## Stored items:
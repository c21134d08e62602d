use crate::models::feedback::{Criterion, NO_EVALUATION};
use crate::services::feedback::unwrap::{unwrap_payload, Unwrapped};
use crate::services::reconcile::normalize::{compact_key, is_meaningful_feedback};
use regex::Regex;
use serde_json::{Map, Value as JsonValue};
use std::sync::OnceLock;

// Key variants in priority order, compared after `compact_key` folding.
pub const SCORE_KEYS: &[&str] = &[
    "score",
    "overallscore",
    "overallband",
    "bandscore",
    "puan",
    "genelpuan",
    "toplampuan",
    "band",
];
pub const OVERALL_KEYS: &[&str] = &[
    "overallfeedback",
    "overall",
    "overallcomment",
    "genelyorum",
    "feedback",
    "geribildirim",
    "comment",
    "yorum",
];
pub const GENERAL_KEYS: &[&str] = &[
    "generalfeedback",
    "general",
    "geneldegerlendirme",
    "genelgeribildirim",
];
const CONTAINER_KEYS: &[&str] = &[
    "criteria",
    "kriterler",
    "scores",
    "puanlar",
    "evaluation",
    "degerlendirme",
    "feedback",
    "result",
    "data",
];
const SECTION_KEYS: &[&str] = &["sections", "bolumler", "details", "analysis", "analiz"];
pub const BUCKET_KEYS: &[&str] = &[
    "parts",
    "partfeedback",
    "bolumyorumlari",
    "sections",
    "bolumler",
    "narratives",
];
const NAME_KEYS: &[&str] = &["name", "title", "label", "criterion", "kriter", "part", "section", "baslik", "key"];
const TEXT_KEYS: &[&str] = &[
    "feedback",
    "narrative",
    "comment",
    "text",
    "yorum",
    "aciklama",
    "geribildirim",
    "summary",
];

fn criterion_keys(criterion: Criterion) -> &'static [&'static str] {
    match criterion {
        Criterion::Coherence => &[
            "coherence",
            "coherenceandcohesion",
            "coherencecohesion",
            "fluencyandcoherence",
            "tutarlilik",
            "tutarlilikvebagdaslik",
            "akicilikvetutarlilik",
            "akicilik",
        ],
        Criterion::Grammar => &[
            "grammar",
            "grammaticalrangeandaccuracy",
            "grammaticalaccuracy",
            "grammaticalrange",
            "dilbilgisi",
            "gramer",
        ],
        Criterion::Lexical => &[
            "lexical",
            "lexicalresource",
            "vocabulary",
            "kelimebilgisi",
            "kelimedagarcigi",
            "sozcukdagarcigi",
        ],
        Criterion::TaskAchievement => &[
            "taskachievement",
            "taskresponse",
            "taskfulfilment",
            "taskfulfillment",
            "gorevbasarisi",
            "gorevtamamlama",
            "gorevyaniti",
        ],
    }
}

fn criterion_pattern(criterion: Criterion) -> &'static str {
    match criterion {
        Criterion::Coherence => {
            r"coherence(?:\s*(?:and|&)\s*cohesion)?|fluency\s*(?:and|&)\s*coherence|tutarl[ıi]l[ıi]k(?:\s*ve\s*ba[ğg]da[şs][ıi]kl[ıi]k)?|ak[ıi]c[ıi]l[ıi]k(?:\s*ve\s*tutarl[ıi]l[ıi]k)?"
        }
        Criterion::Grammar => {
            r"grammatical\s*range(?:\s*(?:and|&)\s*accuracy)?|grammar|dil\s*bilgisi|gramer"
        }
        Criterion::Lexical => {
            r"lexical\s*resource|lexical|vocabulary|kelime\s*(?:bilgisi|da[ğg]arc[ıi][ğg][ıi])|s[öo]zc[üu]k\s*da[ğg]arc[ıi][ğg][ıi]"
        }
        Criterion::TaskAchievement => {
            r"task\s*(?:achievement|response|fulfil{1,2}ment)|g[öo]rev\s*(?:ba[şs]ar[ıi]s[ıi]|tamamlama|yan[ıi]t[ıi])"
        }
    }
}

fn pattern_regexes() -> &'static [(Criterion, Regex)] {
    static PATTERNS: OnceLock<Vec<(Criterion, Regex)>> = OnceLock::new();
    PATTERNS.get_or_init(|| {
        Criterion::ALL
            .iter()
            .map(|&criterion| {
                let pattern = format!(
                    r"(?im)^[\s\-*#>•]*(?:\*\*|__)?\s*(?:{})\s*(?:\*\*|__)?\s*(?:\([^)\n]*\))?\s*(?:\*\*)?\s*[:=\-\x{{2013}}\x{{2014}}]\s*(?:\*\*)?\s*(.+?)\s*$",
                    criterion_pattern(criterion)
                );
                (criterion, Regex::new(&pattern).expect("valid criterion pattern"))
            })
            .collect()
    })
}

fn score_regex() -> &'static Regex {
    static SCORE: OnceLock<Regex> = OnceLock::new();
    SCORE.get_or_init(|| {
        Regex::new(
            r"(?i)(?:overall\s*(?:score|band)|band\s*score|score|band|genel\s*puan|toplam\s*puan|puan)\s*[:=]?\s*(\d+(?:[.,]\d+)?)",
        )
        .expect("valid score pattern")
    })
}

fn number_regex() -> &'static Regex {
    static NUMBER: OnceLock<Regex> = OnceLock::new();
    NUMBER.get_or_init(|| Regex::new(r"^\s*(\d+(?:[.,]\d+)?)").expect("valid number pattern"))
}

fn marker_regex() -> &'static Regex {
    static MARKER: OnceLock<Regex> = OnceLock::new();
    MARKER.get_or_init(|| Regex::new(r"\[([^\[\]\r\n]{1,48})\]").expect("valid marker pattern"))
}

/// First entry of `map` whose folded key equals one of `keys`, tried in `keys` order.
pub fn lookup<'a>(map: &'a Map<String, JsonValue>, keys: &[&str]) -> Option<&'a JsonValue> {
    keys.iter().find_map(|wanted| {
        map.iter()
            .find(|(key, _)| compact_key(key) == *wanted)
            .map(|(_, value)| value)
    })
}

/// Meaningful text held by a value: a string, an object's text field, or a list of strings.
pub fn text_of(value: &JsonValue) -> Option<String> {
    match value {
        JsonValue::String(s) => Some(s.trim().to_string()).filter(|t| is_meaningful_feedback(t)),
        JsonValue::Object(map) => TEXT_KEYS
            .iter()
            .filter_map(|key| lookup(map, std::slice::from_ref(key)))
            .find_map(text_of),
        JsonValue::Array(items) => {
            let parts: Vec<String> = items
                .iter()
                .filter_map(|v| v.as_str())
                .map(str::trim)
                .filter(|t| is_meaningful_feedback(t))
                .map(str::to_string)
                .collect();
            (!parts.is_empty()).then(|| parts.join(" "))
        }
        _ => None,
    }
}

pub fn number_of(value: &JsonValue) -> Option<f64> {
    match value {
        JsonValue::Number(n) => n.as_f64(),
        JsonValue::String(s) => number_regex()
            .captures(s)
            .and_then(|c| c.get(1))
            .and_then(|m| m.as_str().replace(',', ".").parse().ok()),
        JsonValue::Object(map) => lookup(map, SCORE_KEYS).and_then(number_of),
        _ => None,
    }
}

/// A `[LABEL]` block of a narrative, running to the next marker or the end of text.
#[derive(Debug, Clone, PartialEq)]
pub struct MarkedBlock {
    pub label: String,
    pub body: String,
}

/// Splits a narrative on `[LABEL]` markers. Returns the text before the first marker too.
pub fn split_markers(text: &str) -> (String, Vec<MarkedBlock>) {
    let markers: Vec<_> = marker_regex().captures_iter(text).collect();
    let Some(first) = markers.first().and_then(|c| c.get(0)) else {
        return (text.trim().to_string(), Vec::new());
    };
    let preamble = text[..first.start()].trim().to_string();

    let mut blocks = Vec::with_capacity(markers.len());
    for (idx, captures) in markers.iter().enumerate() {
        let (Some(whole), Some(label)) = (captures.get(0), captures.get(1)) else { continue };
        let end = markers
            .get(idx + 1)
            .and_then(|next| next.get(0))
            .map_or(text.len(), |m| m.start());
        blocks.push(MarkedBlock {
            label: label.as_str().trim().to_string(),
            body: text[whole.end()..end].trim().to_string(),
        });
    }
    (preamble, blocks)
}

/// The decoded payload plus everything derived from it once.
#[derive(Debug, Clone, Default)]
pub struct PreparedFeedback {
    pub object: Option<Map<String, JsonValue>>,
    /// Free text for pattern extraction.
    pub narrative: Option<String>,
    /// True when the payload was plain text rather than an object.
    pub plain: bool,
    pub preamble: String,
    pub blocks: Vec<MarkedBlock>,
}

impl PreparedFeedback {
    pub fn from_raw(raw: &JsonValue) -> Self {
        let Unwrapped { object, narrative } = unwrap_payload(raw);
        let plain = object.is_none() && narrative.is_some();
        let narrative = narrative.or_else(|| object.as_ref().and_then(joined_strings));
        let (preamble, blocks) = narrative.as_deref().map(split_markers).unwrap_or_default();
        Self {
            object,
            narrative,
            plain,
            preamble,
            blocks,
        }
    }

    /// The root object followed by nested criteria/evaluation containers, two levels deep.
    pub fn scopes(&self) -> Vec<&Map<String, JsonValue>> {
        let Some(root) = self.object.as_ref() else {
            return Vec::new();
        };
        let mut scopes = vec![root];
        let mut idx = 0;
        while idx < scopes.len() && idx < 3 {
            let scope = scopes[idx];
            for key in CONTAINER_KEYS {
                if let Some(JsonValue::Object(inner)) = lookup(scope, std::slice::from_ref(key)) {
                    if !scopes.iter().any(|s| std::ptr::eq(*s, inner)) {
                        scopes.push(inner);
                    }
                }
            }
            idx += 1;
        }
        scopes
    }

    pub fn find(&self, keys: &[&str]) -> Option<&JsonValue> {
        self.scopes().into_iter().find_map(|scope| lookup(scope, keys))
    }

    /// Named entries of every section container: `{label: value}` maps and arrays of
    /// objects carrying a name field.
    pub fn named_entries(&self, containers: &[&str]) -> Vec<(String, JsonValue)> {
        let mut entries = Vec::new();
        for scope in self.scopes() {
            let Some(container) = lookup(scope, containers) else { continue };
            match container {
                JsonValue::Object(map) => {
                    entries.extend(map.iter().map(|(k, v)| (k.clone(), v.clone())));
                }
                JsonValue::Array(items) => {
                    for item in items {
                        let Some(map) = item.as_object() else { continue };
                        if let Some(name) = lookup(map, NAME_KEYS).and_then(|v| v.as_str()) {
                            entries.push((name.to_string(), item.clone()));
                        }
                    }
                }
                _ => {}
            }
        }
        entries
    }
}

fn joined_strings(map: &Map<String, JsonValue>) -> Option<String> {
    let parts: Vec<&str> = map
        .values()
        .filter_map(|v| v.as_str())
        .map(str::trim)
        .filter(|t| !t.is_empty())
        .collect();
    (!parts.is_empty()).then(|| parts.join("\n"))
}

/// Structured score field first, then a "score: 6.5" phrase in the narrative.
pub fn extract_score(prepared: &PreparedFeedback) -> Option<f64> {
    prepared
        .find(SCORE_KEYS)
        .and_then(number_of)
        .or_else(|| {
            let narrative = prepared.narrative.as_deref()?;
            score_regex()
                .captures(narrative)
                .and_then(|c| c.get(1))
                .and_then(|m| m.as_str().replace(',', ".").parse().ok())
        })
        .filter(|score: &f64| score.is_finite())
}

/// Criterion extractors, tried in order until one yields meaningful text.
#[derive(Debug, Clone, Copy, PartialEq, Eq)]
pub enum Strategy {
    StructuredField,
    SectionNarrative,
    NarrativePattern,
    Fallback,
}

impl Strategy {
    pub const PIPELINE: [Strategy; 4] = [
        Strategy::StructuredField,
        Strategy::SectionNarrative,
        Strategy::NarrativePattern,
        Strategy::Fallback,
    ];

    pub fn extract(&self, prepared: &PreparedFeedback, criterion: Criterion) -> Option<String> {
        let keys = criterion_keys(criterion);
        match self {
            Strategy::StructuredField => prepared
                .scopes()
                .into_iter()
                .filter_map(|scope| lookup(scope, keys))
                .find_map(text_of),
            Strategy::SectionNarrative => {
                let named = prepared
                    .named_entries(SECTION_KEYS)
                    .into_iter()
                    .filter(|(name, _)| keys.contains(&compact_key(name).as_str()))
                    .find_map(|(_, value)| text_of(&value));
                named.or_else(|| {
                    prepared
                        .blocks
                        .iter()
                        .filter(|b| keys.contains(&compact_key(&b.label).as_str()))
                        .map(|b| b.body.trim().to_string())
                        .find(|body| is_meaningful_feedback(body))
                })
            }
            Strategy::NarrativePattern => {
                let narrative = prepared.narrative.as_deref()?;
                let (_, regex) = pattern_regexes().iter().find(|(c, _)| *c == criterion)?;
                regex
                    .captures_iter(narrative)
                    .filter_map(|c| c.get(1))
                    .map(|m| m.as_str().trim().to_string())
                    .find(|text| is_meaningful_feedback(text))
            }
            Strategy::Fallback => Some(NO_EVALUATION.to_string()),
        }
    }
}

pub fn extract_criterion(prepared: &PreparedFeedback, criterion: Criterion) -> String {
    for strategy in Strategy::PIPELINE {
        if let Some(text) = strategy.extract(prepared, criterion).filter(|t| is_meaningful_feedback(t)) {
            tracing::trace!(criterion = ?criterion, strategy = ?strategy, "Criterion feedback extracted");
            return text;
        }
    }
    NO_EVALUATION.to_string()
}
---
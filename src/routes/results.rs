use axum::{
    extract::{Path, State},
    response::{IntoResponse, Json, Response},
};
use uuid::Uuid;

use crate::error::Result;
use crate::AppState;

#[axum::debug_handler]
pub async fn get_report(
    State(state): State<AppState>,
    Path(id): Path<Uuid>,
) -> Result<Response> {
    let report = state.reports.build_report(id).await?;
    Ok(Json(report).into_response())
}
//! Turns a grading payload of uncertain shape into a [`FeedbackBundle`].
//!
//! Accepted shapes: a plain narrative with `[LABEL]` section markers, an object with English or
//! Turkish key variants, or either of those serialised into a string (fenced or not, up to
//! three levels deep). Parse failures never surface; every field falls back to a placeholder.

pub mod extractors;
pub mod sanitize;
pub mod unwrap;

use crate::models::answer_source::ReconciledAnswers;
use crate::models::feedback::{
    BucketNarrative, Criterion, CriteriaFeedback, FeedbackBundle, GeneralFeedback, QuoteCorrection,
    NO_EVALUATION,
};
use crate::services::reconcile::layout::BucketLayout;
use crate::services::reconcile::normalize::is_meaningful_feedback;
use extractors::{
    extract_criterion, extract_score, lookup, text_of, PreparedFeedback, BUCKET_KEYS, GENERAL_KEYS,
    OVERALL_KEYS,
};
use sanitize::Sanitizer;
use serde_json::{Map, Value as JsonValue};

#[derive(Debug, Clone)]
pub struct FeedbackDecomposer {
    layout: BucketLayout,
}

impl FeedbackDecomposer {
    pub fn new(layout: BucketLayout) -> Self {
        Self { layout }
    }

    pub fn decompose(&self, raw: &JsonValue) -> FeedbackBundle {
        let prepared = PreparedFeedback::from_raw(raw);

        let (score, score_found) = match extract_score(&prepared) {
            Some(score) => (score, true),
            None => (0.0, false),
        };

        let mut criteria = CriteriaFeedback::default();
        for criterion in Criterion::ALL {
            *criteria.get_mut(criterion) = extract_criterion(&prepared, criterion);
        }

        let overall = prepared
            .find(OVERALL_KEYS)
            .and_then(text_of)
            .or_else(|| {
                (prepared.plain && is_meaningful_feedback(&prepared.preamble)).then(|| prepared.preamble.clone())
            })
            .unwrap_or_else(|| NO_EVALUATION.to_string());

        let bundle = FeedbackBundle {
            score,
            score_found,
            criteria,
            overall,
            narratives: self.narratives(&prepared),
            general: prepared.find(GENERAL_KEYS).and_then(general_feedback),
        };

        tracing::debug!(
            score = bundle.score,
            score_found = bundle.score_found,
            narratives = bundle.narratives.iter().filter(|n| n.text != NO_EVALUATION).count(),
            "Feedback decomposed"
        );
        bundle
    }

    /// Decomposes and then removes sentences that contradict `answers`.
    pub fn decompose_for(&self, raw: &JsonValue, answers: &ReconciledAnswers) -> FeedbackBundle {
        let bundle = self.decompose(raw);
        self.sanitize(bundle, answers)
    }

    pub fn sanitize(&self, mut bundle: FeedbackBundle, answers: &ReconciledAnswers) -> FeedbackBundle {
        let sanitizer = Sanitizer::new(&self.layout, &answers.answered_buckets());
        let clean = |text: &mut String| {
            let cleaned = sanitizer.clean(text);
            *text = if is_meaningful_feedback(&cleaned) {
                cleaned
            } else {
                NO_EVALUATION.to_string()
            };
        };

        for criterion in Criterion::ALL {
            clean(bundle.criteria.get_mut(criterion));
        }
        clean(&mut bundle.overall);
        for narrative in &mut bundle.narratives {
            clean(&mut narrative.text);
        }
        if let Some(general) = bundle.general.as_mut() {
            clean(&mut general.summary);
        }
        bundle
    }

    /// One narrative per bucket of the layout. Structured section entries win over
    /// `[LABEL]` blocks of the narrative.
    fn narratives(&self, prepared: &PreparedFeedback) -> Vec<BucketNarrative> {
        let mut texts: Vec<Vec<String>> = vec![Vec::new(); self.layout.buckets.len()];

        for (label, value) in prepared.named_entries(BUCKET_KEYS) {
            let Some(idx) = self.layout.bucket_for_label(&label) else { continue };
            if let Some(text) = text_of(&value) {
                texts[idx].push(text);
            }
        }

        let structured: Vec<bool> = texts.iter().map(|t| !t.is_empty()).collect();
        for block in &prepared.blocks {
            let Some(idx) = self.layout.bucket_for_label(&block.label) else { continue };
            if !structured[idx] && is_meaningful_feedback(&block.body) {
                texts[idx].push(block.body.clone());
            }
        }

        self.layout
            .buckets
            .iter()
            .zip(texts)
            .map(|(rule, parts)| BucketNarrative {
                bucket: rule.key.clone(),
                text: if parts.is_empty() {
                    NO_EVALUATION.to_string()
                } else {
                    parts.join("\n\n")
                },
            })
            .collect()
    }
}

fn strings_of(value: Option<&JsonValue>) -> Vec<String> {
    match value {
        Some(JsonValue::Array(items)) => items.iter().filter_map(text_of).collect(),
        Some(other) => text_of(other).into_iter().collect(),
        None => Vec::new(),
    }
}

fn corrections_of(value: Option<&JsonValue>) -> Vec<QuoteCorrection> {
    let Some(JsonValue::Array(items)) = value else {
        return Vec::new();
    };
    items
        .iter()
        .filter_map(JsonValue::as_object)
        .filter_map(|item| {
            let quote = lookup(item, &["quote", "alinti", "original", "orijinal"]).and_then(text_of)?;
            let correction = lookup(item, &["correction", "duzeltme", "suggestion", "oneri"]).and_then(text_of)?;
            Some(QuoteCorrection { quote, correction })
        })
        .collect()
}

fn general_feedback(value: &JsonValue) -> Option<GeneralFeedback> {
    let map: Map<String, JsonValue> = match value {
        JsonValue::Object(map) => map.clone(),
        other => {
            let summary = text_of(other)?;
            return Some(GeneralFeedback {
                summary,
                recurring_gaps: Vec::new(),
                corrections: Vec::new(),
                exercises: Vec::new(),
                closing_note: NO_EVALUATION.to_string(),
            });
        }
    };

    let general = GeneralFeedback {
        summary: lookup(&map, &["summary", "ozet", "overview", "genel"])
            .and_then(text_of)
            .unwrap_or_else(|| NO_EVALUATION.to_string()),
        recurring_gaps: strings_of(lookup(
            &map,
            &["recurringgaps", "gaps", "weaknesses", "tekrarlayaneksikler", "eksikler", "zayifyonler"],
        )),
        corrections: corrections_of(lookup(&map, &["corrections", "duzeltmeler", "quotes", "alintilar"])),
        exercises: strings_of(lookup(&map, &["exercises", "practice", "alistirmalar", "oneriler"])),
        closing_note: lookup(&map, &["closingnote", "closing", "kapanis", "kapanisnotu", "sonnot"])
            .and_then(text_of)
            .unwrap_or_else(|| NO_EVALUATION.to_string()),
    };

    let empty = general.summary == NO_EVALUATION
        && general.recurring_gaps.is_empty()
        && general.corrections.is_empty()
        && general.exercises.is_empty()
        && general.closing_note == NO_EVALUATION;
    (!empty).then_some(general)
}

## PROBLEM DETAILS:
Using the entries above, say how many lines contain the string "parts"; the number is the full reply.

## RESULT OF THE EXERCISE:
8